# INSTRUCTIONS FOR THE TASK
Retype all of the records precisely.

[ENTRIES SUPPLIED Boundary: Start]

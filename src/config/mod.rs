#[cfg(feature = "cli")]
pub mod cli;
pub mod toml_config;

#[cfg(feature = "cli")]
pub use cli::CliConfig;
pub use toml_config::{is_unresolved_placeholder, DataConfig, ServerConfig, SkillsConfig};

use crate::core::SettingsProvider;
use std::collections::HashMap;

/// Settings lookup: the TOML `[settings]` table first, then process environment.
#[derive(Debug, Clone, Default)]
pub struct EnvSettings {
    overrides: HashMap<String, String>,
}

impl EnvSettings {
    pub fn new(overrides: HashMap<String, String>) -> Self {
        Self { overrides }
    }

    pub fn from_config(config: &SkillsConfig) -> Self {
        Self::new(config.settings.clone())
    }
}

impl SettingsProvider for EnvSettings {
    fn get(&self, key: &str) -> Option<String> {
        self.overrides
            .get(key)
            .filter(|value| !is_unresolved_placeholder(value))
            .cloned()
            .or_else(|| std::env::var(key).ok())
    }
}

#[cfg(test)]
mod tests {
    use super::*;

    #[test]
    fn test_overrides_take_precedence() {
        let settings = EnvSettings::new(HashMap::from([(
            "PATH".to_string(),
            "from-config".to_string(),
        )]));
        assert_eq!(settings.get("PATH").as_deref(), Some("from-config"));
    }

    #[test]
    fn test_blank_and_placeholder_values_are_missing() {
        let settings = EnvSettings::new(HashMap::from([
            ("POWER_SKILLS_TEST_BLANK".to_string(), "  ".to_string()),
            (
                "POWER_SKILLS_TEST_PLACEHOLDER".to_string(),
                "${POWER_SKILLS_TEST_PLACEHOLDER}".to_string(),
            ),
        ]));
        assert_eq!(settings.get_non_empty("POWER_SKILLS_TEST_BLANK"), None);
        assert_eq!(settings.get("POWER_SKILLS_TEST_PLACEHOLDER"), None);
        assert_eq!(settings.get("POWER_SKILLS_TEST_NOT_THERE"), None);
    }
}
use crate::utils::error::{Result, SkillError};
use url::Url;

pub trait Validate {
    fn validate(&self) -> Result<()>;
}

pub fn validate_url(field_name: &str, url_str: &str) -> Result<()> {
    if url_str.is_empty() {
        return Err(SkillError::InvalidConfigValueError {
            field: field_name.to_string(),
            value: url_str.to_string(),
            reason: "URL cannot be empty".to_string(),
        });
    }

    match Url::parse(url_str) {
        Ok(url) => match url.scheme() {
            "http" | "https" => Ok(()),
            scheme => Err(SkillError::InvalidConfigValueError {
                field: field_name.to_string(),
                value: url_str.to_string(),
                reason: format!("Unsupported URL scheme: {}", scheme),
            }),
        },
        Err(e) => Err(SkillError::InvalidConfigValueError {
            field: field_name.to_string(),
            value: url_str.to_string(),
            reason: format!("Invalid URL format: {}", e),
        }),
    }
}

pub fn validate_path(field_name: &str, path: &str) -> Result<()> {
    if path.is_empty() {
        return Err(SkillError::InvalidConfigValueError {
            field: field_name.to_string(),
            value: path.to_string(),
            reason: "Path cannot be empty".to_string(),
        });
    }

    if path.contains('\0') {
        return Err(SkillError::InvalidConfigValueError {
            field: field_name.to_string(),
            value: path.to_string(),
            reason: "Path contains null bytes".to_string(),
        });
    }

    Ok(())
}

pub fn validate_non_empty_string(field_name: &str, value: &str) -> Result<()> {
    if value.trim().is_empty() {
        return Err(SkillError::InvalidConfigValueError {
            field: field_name.to_string(),
            value: value.to_string(),
            reason: "Value cannot be empty or whitespace-only".to_string(),
        });
    }
    Ok(())
}

pub fn validate_range<T: PartialOrd + std::fmt::Display + Copy>(
    field_name: &str,
    value: T,
    min: T,
    max: T,
) -> Result<()> {
    if value < min || value > max {
        return Err(SkillError::InvalidConfigValueError {
            field: field_name.to_string(),
            value: value.to_string(),
            reason: format!("Value must be between {} and {}", min, max),
        });
    }
    Ok(())
}

#[cfg(test)]
mod tests {
    use super::*;

    #[test]
    fn test_validate_url() {
        assert!(validate_url("AZUREMAPS_ENDPOINT", "https://example.com").is_ok());
        assert!(validate_url("AZUREMAPS_ENDPOINT", "http://example.com").is_ok());
        assert!(validate_url("AZUREMAPS_ENDPOINT", "").is_err());
        assert!(validate_url("AZUREMAPS_ENDPOINT", "invalid-url").is_err());
        assert!(validate_url("AZUREMAPS_ENDPOINT", "ftp://example.com").is_err());
    }

    #[test]
    fn test_validate_range() {
        assert!(validate_range("server.max_concurrency", 4, 1, 64).is_ok());
        assert!(validate_range("server.max_concurrency", 0, 1, 64).is_err());
        assert!(validate_range("server.max_concurrency", 65, 1, 64).is_err());
    }

    #[test]
    fn test_validate_path_and_strings() {
        assert!(validate_path("data.acronyms_path", "data/acronyms.json").is_ok());
        assert!(validate_path("data.acronyms_path", "").is_err());
        assert!(validate_path("data.acronyms_path", "bad\0path").is_err());
        assert!(validate_non_empty_string("server.listen_addr", "   ").is_err());
    }
}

[ENTRIES SUPPLIED Boundary: End]

# ANSWER SPACE
filename src/config/mod.rs
#[cfg(feature = "cli")]
pub mod cli;
pub mod toml_config;

#[cfg(feature = "cli")]
pub use cli::CliConfig;
pub use toml_config::{is_unresolved_placeholder, DataConfig, ServerConfig, SkillsConfig};

use crate::core::SettingsProvider;
use std::collections::HashMap;

/// Settings lookup: the TOML `[settings]` table first, then process environment.
#[derive(Debug, Clone, Default)]
pub struct EnvSettings {
    overrides: HashMap<String, String>,
}

impl EnvSettings {
    pub fn new(overrides: HashMap<String, String>) -> Self {
        Self { overrides }
    }

    pub fn from_config(config: &SkillsConfig) -> Self {
        Self::new(config.settings.clone())
    }
}

impl SettingsProvider for EnvSettings {
    fn get(&self, key: &str) -> Option<String> {
        self.overrides
            .get(key)
            .filter(|value| !is_unresolved_placeholder(value))
            .cloned()
            .or_else(|| std::env::var(key).ok())
    }
}

#[cfg(test)]
mod tests {
    use super::*;

    #[test]
    fn test_overrides_take_precedence() {
        let settings = EnvSettings::new(HashMap::from([(
            "PATH".to_string(),
            "from-config".to_string(),
        )]));
        assert_eq!(settings.get("PATH").as_deref(), Some("from-config"));
    }

    #[test]
    fn test_blank_and_placeholder_values_are_missing() {
        let settings = EnvSettings::new(HashMap::from([
            ("POWER_SKILLS_TEST_BLANK".to_string(), "  ".to_string()),
            (
                "POWER_SKILLS_TEST_PLACEHOLDER".to_string(),
                "${POWER_SKILLS_TEST_PLACEHOLDER}".to_string(),
            ),
        ]));
        assert_eq!(settings.get_non_empty("POWER_SKILLS_TEST_BLANK"), None);
        assert_eq!(settings.get("POWER_SKILLS_TEST_PLACEHOLDER"), None);
        assert_eq!(settings.get("POWER_SKILLS_TEST_NOT_THERE"), None);
    }
}
use crate::utils::error::{Result, SkillError};
use url::Url;

pub trait Validate {
    fn validate(&self) -> Result<()>;
}

pub fn validate_url(field_name: &str, url_str: &str) -> Result<()> {
    if url_str.is_empty() {
        return Err(SkillError::InvalidConfigValueError {
            field: field_name.to_string(),
            value: url_str.to_string(),
            reason: "URL cannot be empty".to_string(),
        });
    }

    match Url::parse(url_str) {
        Ok(url) => match url.scheme() {
            "http" | "https" => Ok(()),
            scheme => Err(SkillError::InvalidConfigValueError {
                field: field_name.to_string(),
                value: url_str.to_string(),
                reason: format!("Unsupported URL scheme: {}", scheme),
            }),
        },
        Err(e) => Err(SkillError::InvalidConfigValueError {
            field: field_name.to_string(),
            value: url_str.to_string(),
            reason: format!("Invalid URL format: {}", e),
        }),
    }
}

pub fn validate_path(field_name: &str, path: &str) -> Result<()> {
    if path.is_empty() {
        return Err(SkillError::InvalidConfigValueError {
            field: field_name.to_string(),
            value: path.to_string(),
            reason: "Path cannot be empty".to_string(),
        });
    }

    if path.contains('\0') {
        return Err(SkillError::InvalidConfigValueError {
            field: field_name.to_string(),
            value: path.to_string(),
            reason: "Path contains null bytes".to_string(),
        });
    }

    Ok(())
}

pub fn validate_non_empty_string(field_name: &str, value: &str) -> Result<()> {
    if value.trim().is_empty() {
        return Err(SkillError::InvalidConfigValueError {
            field: field_name.to_string(),
            value: value.to_string(),
            reason: "Value cannot be empty or whitespace-only".to_string(),
        });
    }
    Ok(())
}

pub fn validate_range<T: PartialOrd + std::fmt::Display + Copy>(
    field_name: &str,
    value: T,
    min: T,
    max: T,
) -> Result<()> {
    if value < min || value > max {
        return Err(SkillError::InvalidConfigValueError {
            field: field_name.to_string(),
            value: value.to_string(),
            reason: format!("Value must be between {} and {}", min, max),
        });
    }
    Ok(())
}

#[cfg(test)]
mod tests {
    use super::*;

    #[test]
    fn test_validate_url() {
        assert!(validate_url("AZUREMAPS_ENDPOINT", "https://example.com").is_ok());
        assert!(validate_url("AZUREMAPS_ENDPOINT", "http://example.com").is_ok());
        assert!(validate_url("AZUREMAPS_ENDPOINT", "").is_err());
        assert!(validate_url("AZUREMAPS_ENDPOINT", "invalid-url").is_err());
        assert!(validate_url("AZUREMAPS_ENDPOINT", "ftp://example.com").is_err());
    }

    #[test]
    fn test_validate_range() {
        assert!(validate_range("server.max_concurrency", 4, 1, 64).is_ok());
        assert!(validate_range("server.max_concurrency", 0, 1, 64).is_err());
        assert!(validate_range("server.max_concurrency", 65, 1, 64).is_err());
    }

    #[test]
    fn test_validate_path_and_strings() {
        assert!(validate_path("data.acronyms_path", "data/acronyms.json").is_ok());
        assert!(validate_path("data.acronyms_path", "").is_err());
        assert!(validate_path("data.acronyms_path", "bad\0path").is_err());
        assert!(validate_non_empty_string("server.listen_addr", "   ").is_err());
    }
}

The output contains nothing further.